According to the National Cancer Institute, there have been no clinical trials of cannabis as a treatment for cancer in humans -- a search on the Complementary & Alternative Medicine PubMed database (maintained by the National Institutes of Health) yields no results. However, cannabis and cannabinoids have been studied in clinical trials for ways to manage side effects of cancer and cancer therapies, including the following:
Cannabidiol (CBD) by mouth to treat solid tumors that have recurred (come back).
An oral spray combining 2 cannabinoids (delta-9-THC and CBD) given with temozolomide to treat recurrent glioblastoma multiforme.
Cannabidiol (CBD) to treat acute graft-versus-host disease in patients who have undergone allogeneic hematopoietic stem cell transplantation.
Delta-9-THC taken by mouth: Two cannabinoid drugs approved in the United States are available under the names dronabinol and nabilone. Both dronabinol and nabilone are approved by the Food and Drug Administration (FDA) for the treatment of chemotherapy-related nausea and vomiting in patients who have not responded to standard therapy. Many clinical trials have shown that both dronabinol and nabilone worked as well as or better than some of the weaker FDA-approved drugs to relieve nausea and vomiting. Newer drugs given for chemotherapy-related nausea have not been directly compared with Cannabis or cannabinoids in cancer patients.
Inhaled Cannabis: Ten small trials have studied inhaled Cannabis for the treatment of chemotherapy-related nausea and vomiting. Various study methods and chemotherapy agents were used with mixed results. There is not enough information to interpret these findings.
Oral spray with delta-9-THC and cannabidiol (CBD): Nabiximols, a Cannabis extract given as a mouth spray, was shown in a small randomized, placebo-controlled, double-blinded clinical trial in Spain to treat chemotherapy-related nausea and vomiting.
There is growing interest in treating children for symptoms such as nausea with Cannabis and cannabinoids, although studies are limited. The American Academy of Pediatrics has not endorsed Cannabis and cannabinoid use because of concerns about brain development.

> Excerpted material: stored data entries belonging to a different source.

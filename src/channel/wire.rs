//! Line and data-block framing for the controller wire protocol.

use std::io::{BufRead, Write};

use crate::error::{BridgeError, Result};

/// Splits buffered content into the lines that get sent one-per-wire-line
/// for a data block. Mirrors the source's line walk: a trailing chunk
/// with no terminating LF is still emitted as a final line (the wire
/// framing adds its own terminator regardless), but a buffer that ends
/// exactly on an LF does not produce a spurious empty trailing line.
pub fn split_data_lines(data: &[u8]) -> Vec<&[u8]> {
    if data.is_empty() {
        return Vec::new();
    }
    let mut lines = Vec::new();
    let mut start = 0;
    for (i, &b) in data.iter().enumerate() {
        if b == b'\n' {
            lines.push(&data[start..i]);
            start = i + 1;
        }
    }
    if start < data.len() {
        lines.push(&data[start..]);
    }
    lines
}

/// Prepends an extra `.` to a line that itself begins with one, so the
/// lone-`.` terminator stays unambiguous.
pub fn escape_line(line: &[u8]) -> Vec<u8> {
    if line.first() == Some(&b'.') {
        let mut out = Vec::with_capacity(line.len() + 1);
        out.push(b'.');
        out.extend_from_slice(line);
        out
    } else {
        line.to_vec()
    }
}

/// Strips exactly one leading `.` from a received data line, if present.
pub fn unescape_line(line: &[u8]) -> &[u8] {
    if line.first() == Some(&b'.') {
        &line[1..]
    } else {
        line
    }
}

/// Writes a single LF-terminated command line, optionally tracing it to
/// stderr as `>> ...` when wire debugging is enabled.
pub fn write_line(w: &mut impl Write, line: &str, debug: bool) -> Result<()> {
    if debug {
        tracing::debug!(target: "uxfs::wire", ">> {line}");
    }
    w.write_all(line.as_bytes())?;
    w.write_all(b"\n")?;
    Ok(())
}

/// Writes `data` as a complete data block: one escaped line per input
/// line, followed by the lone `.` terminator.
pub fn write_data_block(w: &mut impl Write, data: &[u8], debug: bool) -> Result<()> {
    for line in split_data_lines(data) {
        let escaped = escape_line(line);
        if debug {
            let shown = String::from_utf8_lossy(&escaped);
            tracing::debug!(target: "uxfs::wire", ">> {shown}");
        }
        w.write_all(&escaped)?;
        w.write_all(b"\n")?;
    }
    write_line(w, ".", debug)
}

/// Reads a single LF-terminated line, minus the terminator. A closed pipe
/// (zero bytes read) is a fatal I/O error per the channel's contract.
pub fn read_line(r: &mut impl BufRead, debug: bool) -> Result<Vec<u8>> {
    let mut raw = Vec::new();
    let n = r.read_until(b'\n', &mut raw)?;
    if n == 0 {
        return Err(BridgeError::Io);
    }
    if raw.last() == Some(&b'\n') {
        raw.pop();
    }
    if debug {
        let shown = String::from_utf8_lossy(&raw);
        tracing::debug!(target: "uxfs::wire", "<< {shown}");
    }
    Ok(raw)
}

/// Reads lines until the lone `.` terminator, unescaping each, and
/// concatenates them (each joined with a trailing LF) into the returned
/// buffer.
pub fn read_data_block(r: &mut impl BufRead, debug: bool) -> Result<Vec<u8>> {
    let mut out = Vec::new();
    loop {
        let line = read_line(r, false)?;
        if debug {
            let shown = String::from_utf8_lossy(&line);
            tracing::debug!(target: "uxfs::wire", "<< {shown}");
        }
        if line == b"." {
            break;
        }
        out.extend_from_slice(unescape_line(&line));
        out.push(b'\n');
    }
    Ok(out)
}

#[cfg(test)]
mod tests {
    use super::*;

    #[test]
    fn split_drops_trailing_empty_line_but_keeps_partial() {
        assert_eq!(split_data_lines(b"a\nb\n"), vec![&b"a"[..], &b"b"[..]]);
        assert_eq!(split_data_lines(b"a\nb"), vec![&b"a"[..], &b"b"[..]]);
        assert_eq!(split_data_lines(b""), Vec::<&[u8]>::new());
    }

    #[test]
    fn escape_and_unescape_round_trip_dotted_lines() {
        let line = b".hidden";
        let escaped = escape_line(line);
        assert_eq!(escaped, b"..hidden");
        assert_eq!(unescape_line(&escaped), line);
    }

    #[test]
    fn escape_is_identity_for_ordinary_lines() {
        let line = b"plain text";
        assert_eq!(escape_line(line), line);
        assert_eq!(unescape_line(line), line);
    }

    #[test]
    fn data_block_round_trips_through_wire_framing() {
        let mut wire = Vec::new();
        write_data_block(&mut wire, b"hi\n.hidden\nlast", false).unwrap();
        assert_eq!(wire, b"hi\n..hidden\nlast\n.\n");

        let mut reader = std::io::BufReader::new(&wire[..]);
        let decoded = read_data_block(&mut reader, false).unwrap();
        assert_eq!(decoded, b"hi\n.hidden\nlast\n");
    }
}
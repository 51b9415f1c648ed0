//! End-to-end scenario tests (spec §8) that drive `Bridge` against a real
//! child process speaking the wire protocol over a pipe, the way
//! `examples/shadow_fs`'s `Fixture` drives the teacher's `Vfs` trait
//! directly rather than over the network. The fake controller here is a
//! short `/bin/sh` one-liner rather than a compiled binary.

use uxfs::bridge::{Bridge, BridgeConfig};

/// A controller that answers the handful of requests these scenarios
/// exercise. Table-driven by `case`, so request order doesn't matter.
const FAKE_CONTROLLER: &str = r#"
while IFS= read -r line; do
  case "$line" in
    INIT)
      printf '%s\n' '+OK;DIR'
      printf '%s\n' '/hello rw'
      printf '%s\n' '/quitter rw'
      printf '%s\n' '/lines rw'
      printf '%s\n' '.'
      ;;
    "READ /hello")
      printf '%s\n' '+OK'
      printf '%s\n' 'hi'
      printf '%s\n' '.'
      ;;
    "READ /lines")
      printf '%s\n' '+OK'
      printf '%s\n' '..hidden'
      printf '%s\n' 'plain'
      printf '%s\n' '.'
      ;;
    "READ /quitter")
      printf '%s\n' '+OK;QUIT'
      printf '%s\n' 'bye'
      printf '%s\n' '.'
      ;;
    "WRITE /note")
      while IFS= read -r d; do
        [ "$d" = "." ] && break
      done
      printf '%s\n' '+OK'
      ;;
    FILEOP)
      while IFS= read -r d; do
        [ "$d" = "." ] && break
      done
      printf '%s\n' '+OK'
      ;;
    *)
      printf '%s\n' '-ERR'
      ;;
  esac
done
"#;

/// `Bridge` never touches the mount point itself (mounting is `fuse_mt`'s
/// job, exercised only by hand, not in this suite) — it only forwards the
/// path to the controller's environment — so a `TempDir` just stands in
/// for a plausible mount path.
fn spawn_test_bridge() -> (Bridge, tempfile::TempDir) {
    let dir = tempfile::tempdir().expect("temp dir");
    let config = BridgeConfig {
        mount_point: dir.path().to_path_buf(),
        controller_argv: vec!["/bin/sh".to_string(), "-c".to_string(), FAKE_CONTROLLER.to_string()],
        other_users_level: 0,
        debug: false,
    };
    let bridge = Bridge::new(config).expect("bridge starts with a live controller");
    (bridge, dir)
}

/// Scenario 1: declare-then-read. `INIT`'s `DIR` directive announces
/// `/hello`; reading it round-trips a `READ` to the controller.
#[test]
fn declare_then_read() {
    let (bridge, _dir) = spawn_test_bridge();

    let attr = bridge.getattr("/hello").expect("declared by INIT's DIR directive");
    assert!(!attr.is_dir);

    let fh = bridge.open("/hello", true, false).expect("read-only open");
    let data = bridge.read(fh, 0, 100).expect("read");
    assert_eq!(data, b"hi\n");
    bridge.release(fh).expect("release");

    bridge.shutdown();
}

/// Scenario 2: write-back. An implicit create under `/` followed by a
/// write and release sends the full buffer as `WRITE /note`.
#[test]
fn write_back_on_release() {
    let (bridge, _dir) = spawn_test_bridge();

    let fh = bridge.create("/note").expect("create succeeds under writable root");
    bridge.write(fh, 0, b"ok\n").expect("write");
    bridge.release(fh).expect("release sends WRITE and gets +OK");

    // USER files retain their buffer in the entry; a fresh open sees it
    // without contacting the controller again.
    let fh2 = bridge.open("/note", true, false).expect("reopen");
    let data = bridge.read(fh2, 0, 100).expect("read back retained buffer");
    assert_eq!(data, b"ok\n");
    bridge.release(fh2).expect("release");

    bridge.shutdown();
}

/// Scenario 3: USER file rename. Creating `/a`, writing to it, and
/// renaming to `/b` issues `FILEOP rename /a /b`; afterwards `/a` is gone
/// and `/b` carries the old retained buffer.
#[test]
fn user_file_rename_moves_retained_buffer() {
    let (bridge, _dir) = spawn_test_bridge();

    let fh = bridge.create("/a").expect("create");
    bridge.write(fh, 0, b"X").expect("write");
    bridge.release(fh).expect("release");

    bridge.rename("/a", "/b").expect("rename via FILEOP");

    assert!(bridge.getattr("/a").is_err(), "source is gone after rename");
    let fh = bridge.open("/b", true, false).expect("destination exists");
    let data = bridge.read(fh, 0, 100).expect("read");
    assert_eq!(data, b"X");
    bridge.release(fh).expect("release");

    bridge.shutdown();
}

/// Scenario 4: rmdir on a non-empty directory fails locally without
/// contacting the controller at all.
#[test]
fn rmdir_non_empty_is_rejected_without_a_round_trip() {
    let (bridge, _dir) = spawn_test_bridge();

    bridge.mkdir("/d").expect("mkdir via FILEOP");
    let fh = bridge.create("/d/x").expect("create under the new directory");
    bridge.release(fh).expect("release");

    let err = bridge.rmdir("/d").expect_err("directory is not empty");
    assert_eq!(err, uxfs::error::BridgeError::NotEmpty);

    bridge.shutdown();
}

/// Scenario 5: a data line that begins with `.` arrives doubled on the
/// wire and is unescaped back to a single leading dot.
#[test]
fn escaped_data_line_round_trips() {
    let (bridge, _dir) = spawn_test_bridge();

    let fh = bridge.open("/lines", true, false).expect("read-only open");
    let data = bridge.read(fh, 0, 100).expect("read");
    assert_eq!(data, b".hidden\nplain\n");
    bridge.release(fh).expect("release");

    bridge.shutdown();
}

/// Scenario 6: a response carrying `+OK;QUIT` causes the bridge to
/// request a clean shutdown.
#[test]
fn quit_directive_requests_shutdown() {
    let (bridge, _dir) = spawn_test_bridge();
    assert!(!bridge.is_shutting_down());

    let fh = bridge.open("/quitter", true, false).expect("read still succeeds once");
    let data = bridge.read(fh, 0, 100).expect("read");
    assert_eq!(data, b"bye\n");
    bridge.release(fh).expect("release");

    assert!(bridge.is_shutting_down());
}
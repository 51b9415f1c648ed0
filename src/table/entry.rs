//! Per-path file entries and their mode-bit grammar.

use std::time::SystemTime;

use bitflags::bitflags;

use crate::buffer::Buffer;

bitflags! {
    /// Mode bits on a directory-table entry. `USER` and `STATIC` are never
    /// produced directly from a controller mode-string letter beyond what
    /// `s` grants (`READ | WRITE | STATIC`); `USER` is set only when an
    /// entry is created through a filesystem `create`/`mkdir` call.
    #[derive(Clone, Copy, Debug, PartialEq, Eq)]
    pub struct Mode: u8 {
        const READ   = 0b0_0001;
        const WRITE  = 0b0_0010;
        const DIR    = 0b0_0100;
        const USER   = 0b0_1000;
        const STATIC = 0b1_0000;
    }
}

impl Mode {
    /// Parses the controller's per-character mode grammar: `r` -> READ,
    /// `w` -> WRITE, `d` -> DIR, `s` -> READ|WRITE|STATIC (granted
    /// atomically), any other letter logs a warning and contributes READ.
    pub fn parse(letters: &str) -> Mode {
        let mut mode = Mode::empty();
        for ch in letters.chars() {
            mode |= match ch {
                'r' => Mode::READ,
                'w' => Mode::WRITE,
                'd' => Mode::DIR,
                's' => Mode::READ | Mode::WRITE | Mode::STATIC,
                other => {
                    tracing::warn!(letter = %other, "unrecognized mode letter, assuming read");
                    Mode::READ
                }
            };
        }
        mode.normalize()
    }

    /// Applies the invariants from the data model: directories are always
    /// readable and never carry a retained buffer; entries with neither
    /// READ nor WRITE get READ by default.
    pub fn normalize(mut self) -> Mode {
        if self.contains(Mode::DIR) {
            self |= Mode::READ;
        }
        if !self.intersects(Mode::READ | Mode::WRITE) {
            self |= Mode::READ;
        }
        self
    }

    pub fn is_dir(self) -> bool {
        self.contains(Mode::DIR)
    }

    pub fn is_user(self) -> bool {
        self.contains(Mode::USER)
    }

    /// STATIC entries report size from a retained buffer the same way USER
    /// entries do.
    pub fn reports_retained_size(self) -> bool {
        self.contains(Mode::USER) || self.contains(Mode::STATIC)
    }
}

/// A record in the directory table. Addressed by stable slab index, never
/// by its position in the sorted lookup vector (see `table::Table`).
#[derive(Debug)]
pub struct FileEntry {
    pub path: String,
    pub mode: Mode,
    pub mtime: SystemTime,
    pub inode: u64,
    pub open_count: u32,
    pub deleted: bool,
    /// Present only for USER/STATIC entries once they've been written to.
    pub buffer: Option<Buffer>,
}

impl FileEntry {
    pub fn new(path: String, mode: Mode, inode: u64) -> Self {
        let mode = mode.normalize();
        FileEntry {
            path,
            mode,
            mtime: SystemTime::now(),
            inode,
            open_count: 0,
            deleted: false,
            buffer: None,
        }
    }

    pub fn touch(&mut self) {
        self.mtime = SystemTime::now();
    }

    /// Length reported by getattr: retained-buffer length for USER/STATIC
    /// entries, zero for any other regular file, unused for directories.
    pub fn reported_size(&self) -> u64 {
        if self.mode.reports_retained_size() {
            self.buffer.as_ref().map(Buffer::len).unwrap_or(0) as u64
        } else {
            0
        }
    }
}

#[cfg(test)]
mod tests {
    use super::*;

    #[test]
    fn parse_known_letters() {
        assert_eq!(Mode::parse("r"), Mode::READ);
        assert_eq!(Mode::parse("w"), Mode::WRITE);
        assert_eq!(Mode::parse("d"), Mode::DIR | Mode::READ);
        assert_eq!(Mode::parse("s"), Mode::READ | Mode::WRITE | Mode::STATIC);
    }

    #[test]
    fn parse_unknown_letter_assumes_read() {
        assert_eq!(Mode::parse("x"), Mode::READ);
    }

    #[test]
    fn neither_read_nor_write_gets_read() {
        assert_eq!(Mode::empty().normalize(), Mode::READ);
    }

    #[test]
    fn dir_forces_read() {
        assert!(Mode::DIR.normalize().contains(Mode::READ));
    }

    #[test]
    fn static_reports_retained_size_like_user() {
        assert!(Mode::STATIC.reports_retained_size());
        assert!(Mode::USER.reports_retained_size());
        assert!(!Mode::READ.reports_retained_size());
    }
}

Delta-9-THC taken by mouth: A clinical trial compared delta-9-THC (dronabinol) and a standard drug (megestrol) in patients with advanced cancer and loss of appetite. Results showed that delta-9-THC was not as effective in increasing appetite or weight gain in advanced cancer patients compared with standard therapy. However, a clinical trial of patients with HIV /AIDS and weight loss found that those who took delta-9-THC had increased appetite and stopped losing weight compared with patients who took a placebo.
Inhaled Cannabis: There are no published studies of the effect of inhaled Cannabis on cancer patients with loss of appetite. Studies of healthy people who inhaled Cannabis showed that they consumed more calories, especially high-fat and sweet snacks.
Combining cannabinoids with opioids: In a small study of 21 patients with chronic pain, combining vaporized Cannabis with morphine relieved pain better than morphine alone, while combining vaporized Cannabis with oxycodone did not produce significantly greater pain relief. These findings should be tested in further studies.
Delta-9-THC taken by mouth: Two small clinical trials of oral delta-9-THC showed that it relieved cancer pain. In the first study, patients had good pain relief as well as relief of nausea and vomiting and better appetite. A second study showed that delta-9-THC could be given in doses that gave pain relief comparable to codeine. An observational study of nabilone also showed that it relieved cancer pain along with nausea, anxiety, and distress when compared with no treatment. Neither dronabinol nor nabilone is approved by the FDA for pain management.
Cannabis plant extract medicine: A study of an extract of Cannabis that contained specific amounts of cannabinoids, which was sprayed under the tongue, found it was effective in patients with advanced cancer whose pain was not relieved by strong opioids alone. Patients who received the lower doses of cannabinoid spray showed markedly better pain control and less sleep loss compared with patients who received a placebo. Results showed that, for some patients, control of their cancer-related pain continued without needing higher doses of spray or higher doses of their other pain medicines.
Inhaled Cannabis: A small case series found that patients who inhaled Cannabis had improved mood, improved sense of well-being, and less anxiety.